We must also quickly note that the aforementioned meeting took place at the Accra headquarters of the New Patriotic Party (See "No Coup In NPP; I've Right To Call Meetings - Freddie Blay" Starrfmonline.com 5/4/15). According to widely publicized reports, Mr. Agyepong had curtly riposted as follows: "Tell them [i.e. the NPP Steering-Committee members] that I am eating fufuo in Kumasi. I don't know anything about this meeting" (See "I'm Eating Fufu In Kumasi - Agyapong Snubs NPP" MyJoyOnline.com / Ghanaweb.com 5/5/15). There really may be absolutely no need to rush to judgment at this juncture. Still, one thing is incontrovertibly clear; and it is that Mr. Agyepong's electioneering campaign promise of fighting hard to get the New Patriotic Party back at the helm of national affairs, at the Flagstaff House, come January 2017, seems to have been a screaming hoax. Maybe it was not.
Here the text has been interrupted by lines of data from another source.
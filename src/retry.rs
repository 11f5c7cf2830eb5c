//! Bounded exponential backoff around provider calls.
//!
//! The delay schedule and the retry-eligibility table are pure functions
//! of `RetryPolicy`; the actual waiting goes through a `Sleeper`, so tests
//! can record delays instead of sleeping.

use async_trait::async_trait;
use std::collections::BTreeSet;
use std::future::Future;
use std::sync::Arc;
use std::time::Duration;
use tracing::{debug, warn};

use crate::error::FetchError;

#[derive(Debug, Clone)]
pub struct RetryPolicy {
    /// Total attempts, including the first.
    pub max_retries: u32,
    pub base_delay: Duration,
    pub max_delay: Duration,
    pub multiplier: f64,
    pub retryable_statuses: BTreeSet<u16>,
}

impl Default for RetryPolicy {
    fn default() -> Self {
        Self {
            max_retries: 5,
            base_delay: Duration::from_secs(1),
            max_delay: Duration::from_secs(60),
            multiplier: 2.0,
            retryable_statuses: [429, 500, 502, 503, 504].into_iter().collect(),
        }
    }
}

impl RetryPolicy {
    /// Wait before retry number `attempt + 1`:
    /// `min(max_delay, base_delay × multiplier^attempt)`.
    pub fn delay_for(&self, attempt: u32) -> Duration {
        let max = self.max_delay.as_secs_f64();
        let raw = self.base_delay.as_secs_f64() * self.multiplier.powi(attempt as i32);
        if raw.is_finite() {
            Duration::from_secs_f64(raw.clamp(0.0, max))
        } else {
            self.max_delay
        }
    }

    pub fn is_retryable(&self, err: &FetchError) -> bool {
        match err {
            FetchError::Status { status, .. } => self.retryable_statuses.contains(status),
            FetchError::Timeout { .. } | FetchError::Transport { .. } => true,
            FetchError::Decode { .. } | FetchError::Blocked { .. } => false,
        }
    }
}

// ── Sleeping ────────────────────────────────────────────────────────

#[async_trait]
pub trait Sleeper: Send + Sync {
    async fn sleep(&self, delay: Duration);
}

pub struct TokioSleeper;

#[async_trait]
impl Sleeper for TokioSleeper {
    async fn sleep(&self, delay: Duration) {
        tokio::time::sleep(delay).await;
    }
}

// ── Executor ────────────────────────────────────────────────────────

pub struct RetryExecutor {
    policy: RetryPolicy,
    sleeper: Arc<dyn Sleeper>,
}

impl RetryExecutor {
    pub fn new(policy: RetryPolicy, sleeper: Arc<dyn Sleeper>) -> Self {
        Self { policy, sleeper }
    }

    pub fn policy(&self) -> &RetryPolicy {
        &self.policy
    }

    /// Run `op` until it succeeds, fails non-retryably, or the attempt
    /// budget is spent. `op` receives the zero-based attempt number.
    pub async fn execute<T, F, Fut>(&self, mut op: F) -> Result<T, FetchError>
    where
        F: FnMut(u32) -> Fut,
        Fut: Future<Output = Result<T, FetchError>>,
    {
        let attempts = self.policy.max_retries.max(1);
        let mut attempt = 0;
        loop {
            let err = match op(attempt).await {
                Ok(value) => return Ok(value),
                Err(err) => err,
            };

            if !self.policy.is_retryable(&err) {
                debug!(endpoint = err.endpoint(), error = %err, "Non-retryable failure");
                return Err(err);
            }
            if attempt + 1 >= attempts {
                warn!(
                    endpoint = err.endpoint(),
                    attempts,
                    error = %err,
                    "Retries exhausted"
                );
                return Err(err);
            }

            let delay = self.policy.delay_for(attempt);
            warn!(
                endpoint = err.endpoint(),
                attempt = attempt + 1,
                delay_ms = delay.as_millis() as u64,
                error = %err,
                "Retryable failure — backing off"
            );
            self.sleeper.sleep(delay).await;
            attempt += 1;
        }
    }
}
//! Flow cache — per-symbol records with graceful-degradation merge.
//!
//! Layout of `flow_cache.json`:
//!
//! ```json
//! {
//!   "SPY": {
//!     "flow_alerts": { ... },
//!     "greeks": {},
//!     "_last_update": 1792508400,
//!     "_field_updated": { "flow_alerts": 1792508400, "greeks": 1792501200 },
//!     "_preserved": ["dark_pool"]
//!   },
//!   "_metadata": { "last_update": 1792508400, "record_count": 1 }
//! }
//! ```
//!
//! Merge rules:
//! - an empty poll result for a field whose stored value is younger than
//!   the freshness threshold keeps the stored value verbatim and lists the
//!   field under `_preserved`;
//! - anything else replaces the field, including an explicit empty value
//!   ("polled, provider has nothing"), which is never the same as absent;
//! - a value equal to the stored one is not a replacement, so its
//!   `_field_updated` stamp stays put.
//!
//! The whole file is read, merged and atomically replaced on every write.
//! Consumers get presence/absence plus timestamps; staleness vetoes are
//! theirs to make.

use anyhow::Result;
use serde_json::{json, Map, Value};
use std::collections::{BTreeMap, BTreeSet};
use std::path::PathBuf;
use std::sync::Arc;
use std::time::Duration;
use tracing::{debug, warn};

use crate::clock::Clock;
use crate::state;

pub const METADATA_KEY: &str = "_metadata";
pub const LAST_UPDATE_KEY: &str = "_last_update";
pub const FIELD_UPDATED_KEY: &str = "_field_updated";
pub const PRESERVED_KEY: &str = "_preserved";

/// Which fields a merge replaced and which it kept.
#[derive(Debug, Default, Clone, PartialEq, Eq)]
pub struct MergeOutcome {
    pub replaced: Vec<String>,
    pub preserved: Vec<String>,
}

pub struct FlowCache {
    path: PathBuf,
    freshness: Duration,
    clock: Arc<dyn Clock>,
}

impl FlowCache {
    pub fn new(path: PathBuf, freshness: Duration, clock: Arc<dyn Clock>) -> Self {
        Self { path, freshness, clock }
    }

    /// Merge `fields` into the record for `symbol` and rewrite the file.
    pub fn merge(&self, symbol: &str, fields: BTreeMap<String, Value>) -> Result<MergeOutcome> {
        let mut doc: Map<String, Value> = state::load_or_recover(&self.path)?;
        let now = self.clock.epoch();
        let threshold = self.freshness.as_secs() as i64;

        let mut record = match doc.remove(symbol) {
            Some(Value::Object(map)) => map,
            _ => Map::new(),
        };
        let record_stamp = record.get(LAST_UPDATE_KEY).and_then(Value::as_i64);
        let mut field_updated = match record.remove(FIELD_UPDATED_KEY) {
            Some(Value::Object(map)) => map,
            _ => Map::new(),
        };
        let mut preserved: BTreeSet<String> = match record.remove(PRESERVED_KEY) {
            Some(Value::Array(items)) => items
                .into_iter()
                .filter_map(|v| v.as_str().map(str::to_string))
                .collect(),
            _ => BTreeSet::new(),
        };

        let mut outcome = MergeOutcome::default();
        for (field, value) in fields {
            if field.starts_with('_') {
                warn!(symbol, field = %field, "Refusing to merge reserved field name");
                continue;
            }

            if is_empty(&value) {
                if let Some(existing) = record.get(&field) {
                    let stamp = field_updated
                        .get(&field)
                        .and_then(Value::as_i64)
                        .or(record_stamp);
                    let fresh = stamp.map(|ts| now - ts < threshold).unwrap_or(false);
                    if fresh && !is_empty(existing) {
                        debug!(symbol, field = %field, "Empty poll — keeping fresh cached value");
                        preserved.insert(field.clone());
                        outcome.preserved.push(field);
                        continue;
                    }
                }
            }

            let unchanged = record.get(&field) == Some(&value) && field_updated.contains_key(&field);
            if !unchanged {
                record.insert(field.clone(), value);
                field_updated.insert(field.clone(), json!(now));
            }
            preserved.remove(&field);
            outcome.replaced.push(field);
        }

        record.insert(LAST_UPDATE_KEY.into(), json!(now));
        record.insert(FIELD_UPDATED_KEY.into(), Value::Object(field_updated));
        record.insert(PRESERVED_KEY.into(), json!(preserved));
        doc.insert(symbol.to_string(), Value::Object(record));

        let record_count = doc.keys().filter(|k| !k.starts_with('_')).count();
        doc.insert(
            METADATA_KEY.into(),
            json!({ "last_update": now, "record_count": record_count }),
        );

        state::atomic_write_json(&self.path, &doc)?;
        Ok(outcome)
    }

    /// Current record for `symbol`, read-only.
    pub fn get(&self, symbol: &str) -> Result<Option<Map<String, Value>>> {
        let doc: Option<Map<String, Value>> = state::read_json(&self.path)?;
        Ok(doc.and_then(|mut d| match d.remove(symbol) {
            Some(Value::Object(map)) => Some(map),
            _ => None,
        }))
    }

    /// Seconds since `field` of `symbol` was last replaced.
    pub fn field_age(&self, symbol: &str, field: &str) -> Result<Option<i64>> {
        let Some(record) = self.get(symbol)? else {
            return Ok(None);
        };
        let stamp = record
            .get(FIELD_UPDATED_KEY)
            .and_then(|m| m.get(field))
            .and_then(Value::as_i64)
            .or_else(|| record.get(LAST_UPDATE_KEY).and_then(Value::as_i64));
        Ok(stamp.map(|ts| self.clock.epoch() - ts))
    }
}

/// "Provider had nothing": null, empty object/array/string.
pub fn is_empty(value: &Value) -> bool {
    match value {
        Value::Null => true,
        Value::Object(m) => m.is_empty(),
        Value::Array(a) => a.is_empty(),
        Value::String(s) => s.is_empty(),
        _ => false,
    }
}
//! flowd-sentinel — out-of-process health watchdog for flowd.
//!
//! Reads the daemon's state directory without ever writing to it (apart
//! from `daemon_health_state.json`) and asks systemd about the unit.
//! With `--once` the exit code reflects the verdict: 0 healthy,
//! 1 warning, 2 critical, 3 the check itself failed.

use clap::Parser;
use std::path::PathBuf;
use std::process::ExitCode;
use std::sync::Arc;
use std::time::Duration;
use tracing::{error, info};

use flowd::clock::SystemClock;
use flowd::config::DEFAULT_SERVICE;
use flowd::sentinel::{HealthSentinel, HealthStatus, SentinelThresholds, ServiceManager, Systemd};
use flowd::shutdown::{self, ShutdownToken};
use flowd::state::StatePaths;

#[derive(Debug, Parser)]
#[command(name = "flowd-sentinel", version, about = "Health watchdog for the flowd daemon")]
struct Cli {
    /// Run a single check and exit with a status-derived code
    #[arg(long)]
    once: bool,

    /// Restart the service (at most once per check) when critical
    #[arg(long)]
    heal: bool,

    /// Seconds between checks
    #[arg(long, default_value_t = 60)]
    interval_secs: u64,

    /// Daemon state directory (default ~/.flowd)
    #[arg(long, env = "FLOWD_STATE_DIR")]
    state_dir: Option<PathBuf>,

    /// systemd unit running the daemon
    #[arg(long, env = "FLOWD_SERVICE", default_value = DEFAULT_SERVICE)]
    service: String,

    /// Use the per-user systemd manager
    #[arg(long)]
    user: bool,

    /// Maximum age of the newest poll before warning
    #[arg(long, default_value_t = 7200)]
    poll_freshness_secs: u64,
}

#[tokio::main]
async fn main() -> ExitCode {
    let cli = Cli::parse();
    let json = std::env::var("FLOWD_LOG_JSON")
        .map(|v| matches!(v.trim(), "1" | "true" | "yes"))
        .unwrap_or(false);
    flowd::init_tracing(json);

    let Some(state_dir) = cli.state_dir.clone().or_else(|| dirs::home_dir().map(|h| h.join(".flowd"))) else {
        error!("Cannot determine state directory (set FLOWD_STATE_DIR)");
        return ExitCode::from(3);
    };

    let service: Arc<dyn ServiceManager> = if cli.user {
        Arc::new(Systemd::user(cli.service.clone()))
    } else {
        Arc::new(Systemd::new(cli.service.clone()))
    };
    let thresholds = SentinelThresholds {
        poll_freshness: Duration::from_secs(cli.poll_freshness_secs),
        ..SentinelThresholds::default()
    };
    let sentinel = HealthSentinel::new(
        StatePaths::new(&state_dir),
        thresholds,
        service,
        Arc::new(SystemClock),
        cli.heal,
    );

    if cli.once {
        return match sentinel.check().await {
            Ok(snapshot) => match snapshot.status {
                HealthStatus::Healthy => ExitCode::SUCCESS,
                HealthStatus::Warning => ExitCode::from(1),
                HealthStatus::Critical => ExitCode::from(2),
            },
            Err(e) => {
                error!(error = %e, "Health check failed");
                ExitCode::from(3)
            }
        };
    }

    let token = ShutdownToken::new();
    if let Err(e) = shutdown::install_signal_handlers(token.clone()) {
        error!(error = %e, "Failed to install signal handlers");
        return ExitCode::from(3);
    }
    token.arm();

    info!(
        state_dir = %state_dir.display(),
        service = %cli.service,
        interval_secs = cli.interval_secs,
        heal = cli.heal,
        "🩺 flowd-sentinel watching"
    );

    let interval = Duration::from_secs(cli.interval_secs.max(1));
    loop {
        if let Err(e) = sentinel.check().await {
            error!(error = %e, "Health check failed");
        }
        if token.sleep(interval).await {
            break;
        }
    }
    info!("Sentinel stopped");
    ExitCode::SUCCESS
}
And if it was not, then Mr. Agyepong has yet to amply demonstrate to the delegates who helped him to massively trounce Mr. Kwadwo Owusu-Afriyie, his predecessor and the man popularly called "Sir John," that he meant every bit of his promise when he pleaded with party delegates in Tamale to help him unseat his then-besieged predecessor. On another more instructive level, Mr. Agyepong's widely reported curt remark may well be a timely blessing in disguise.It may have been meant to serve as a serious long-term notice for the New Patriotic Party to start looking for a new General-Secretary whose aims and aspirations synch with those of the overwhelming bulk of the NPP's executive membership. And, really, this is not such a bad idea at all. If anything at all, it is incumbent on the key operatives of the NPP to start negotiating with Mr. Kumasi Fufuo over a necessary parting of ways and the immediate naming of his successor, in order to properly and effectively position the party for victory in Election 2016.

Needless to say, suspended animation, the apparaent strategy of Mr. Agyepong, is no sound footing for a progressive and winsome political party like the New Patriotic Party. Mr. Agyepong clearly knows what he is doing; and the NPP national executives feign ignorance to their own disadvantage.